As the dust thinned, he listened to the settling of rock behind him. The pounding of his heart grew quieter, too. He checked the passageway. The cave-in had stopped a hundred steps away, completely collapsing the tunnel. A few stray rocks fell from the roof. A timber support shattered with a loud pop, enough to make him jump back.

Still, it looked like the worst was over.

But what now?

He sneezed loudly, startling himself, then turned and searched around him. He did not know this level of the mine, not that he hadn’t heard stories. Earlier, roused from their piles of hay in the mine gaol, he and a dozen others had been kicked and threatened with cudgels to this remote area of the chalk mine. There, they had been lowered on hempen ropes tied to an empty ore cart, winched down by the ox-driven windlass somewhere outside the pit mouth. It was said this section of the mine had been long abandoned. Some said its shafts and tunnels had dried out centuries ago, but most believed it was accursed, haunted by spirits, plagued by malicious ilklins.

Rhaif hadn’t placed much stock in such tales. He knew some miners who snuck crusts of bread into crevices in the rocks; overseers who did the same with coins, mostly brass pinches, once even a silver eyrie. All to appease such spirits.

Not him.

He had learned in the back alleys of Anvil to trust only that which he could touch with his hands or see with his own eyes. He took no account of gods, of stories of ghostlies and spookens. Living in Anvil, he’d learned there was plenty enough to be afraid of. What went bump in the night in Anvil was not some haunting, but someone trying to steal what was yours.

Then again, he was often the one doing the bumping.

Anvil was the territory’s main port. It hunkered along the sea, a squalid pisshole, if ever there was a place. It was a city of cutthroats and rogues of every ilk. It shat and sweated like a living creature, ripe with corruption, pestilence, and decay. By season, by storm, by fair weather, it never changed. Its bay was constantly festooned with the sails of a hundred ships, its dockside a continual brawl.

The saying went that no one lived in Anvil, they only survived it.

Rhaif sighed.

How I miss it…

Not that he held out any expectation of ever seeing it again. Betrayed by his own guild, he ended up being buried a hundred leagues to the south, sentenced to spend the rest of his life in the mines. His offense: crossing the wrong thief, the master of their guild, Llyra hy March. He thought it ill-fitting a punishment for simply stealing from the woman’s former lover, the archsheriff of Anvil. The man was too tempting a mark, and Llyra was not someone prone to pining, let alone loyalty. In fact, Rhaif himself had shared the warmth of her bed many a time.

He shook his head.

Even now, he remained stymied. To be so harshly punished, he suspected there had been more afoot than he had been privy to.

No matter, here I am.

But where was here?

As the dust settled to a haze, he reached a free hand to the secret pouch sewn into his breeches. He removed the wayglass, an item he had pilfered from an overseer of another crew and quickly hidden away. The loss was blamed on those other prisoners, who each lost a finger until someone confessed to stop the torture and claimed he got scared and threw it down a privy shaft. No one bothered to search the filth.
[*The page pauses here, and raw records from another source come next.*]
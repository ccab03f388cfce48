use std::fmt;

/// Why a remote answer was refused by `set_remote_description`.
#[derive(Debug, Clone, Copy, PartialEq, Eq)]
pub enum AnswerRejection {
    /// No `m=video` section with format 96.
    NoMatchingMedia,
    /// The media section is not UDP/TLS/RTP/SAVP.
    UnsupportedTransport,
    /// No `a=fingerprint` anywhere in the answer.
    FingerprintMissing,
    /// Fingerprint present but unparsable or of an unsupported digest.
    FingerprintInvalid,
    /// Anything else structurally wrong (bad SDP, missing credentials).
    MalformedSdp,
}

impl fmt::Display for AnswerRejection {
    fn fmt(&self, f: &mut fmt::Formatter<'_>) -> fmt::Result {
        use AnswerRejection::*;
        match self {
            NoMatchingMedia => write!(f, "answer has no matching video media"),
            UnsupportedTransport => write!(f, "answer media transport unsupported"),
            FingerprintMissing => write!(f, "answer carries no DTLS fingerprint"),
            FingerprintInvalid => write!(f, "answer DTLS fingerprint invalid"),
            MalformedSdp => write!(f, "answer SDP malformed"),
        }
    }
}

impl std::error::Error for AnswerRejection {}

/// Errors surfaced by peer operations.
#[derive(Debug)]
pub enum PeerError {
    /// The operation is not legal in the peer's current state.
    InvalidState(&'static str),
    /// The answer was parsed but refused.
    Rejected(AnswerRejection),
}

impl fmt::Display for PeerError {
    fn fmt(&self, f: &mut fmt::Formatter<'_>) -> fmt::Result {
        match self {
            Self::InvalidState(op) => write!(f, "operation {op} not allowed in this state"),
            Self::Rejected(r) => write!(f, "answer rejected: {r}"),
        }
    }
}

impl std::error::Error for PeerError {}

impl From<AnswerRejection> for PeerError {
    fn from(r: AnswerRejection) -> Self {
        Self::Rejected(r)
    }
}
Rhaif lifted the wayglass to the flicker of flame. The sliver of lodestone shivered back and forth. It refused to settle. Strange. He had stolen it in the vague hope of one day making his escape. Though truth be told, he had noted the opportunity to nab it—and could not resist. After he had been buried down here for nearly two years, the thought of freedom was always on his mind. And a wayglass could prove useful. He figured if he ever had the opportunity to escape the overseer’s eye and take flight through some deserted section of mine, such a tool might point him in the right direction.

Like now.

He turned in a circle. He had come to a stop at a crossroad of tunnels. He tried to fathom the best path. He dreamed of his freedom, but he also valued his own hide. If it meant living, he would happily return to the whip and cudgel. Death was an escape he would rather avoid.

He decided on one tunnel, choosing it only because the lodestone shivered a little less in that direction.

“Good enough.”

 

After several hundred paces, Rhaif was thoroughly lost.

By now, he sensed he was going in circles, slowly traversing downward, as if marching into his own grave. As to the wayglass, it only confounded him. The lodestone now spun round and round the glass, as if as baffled as him.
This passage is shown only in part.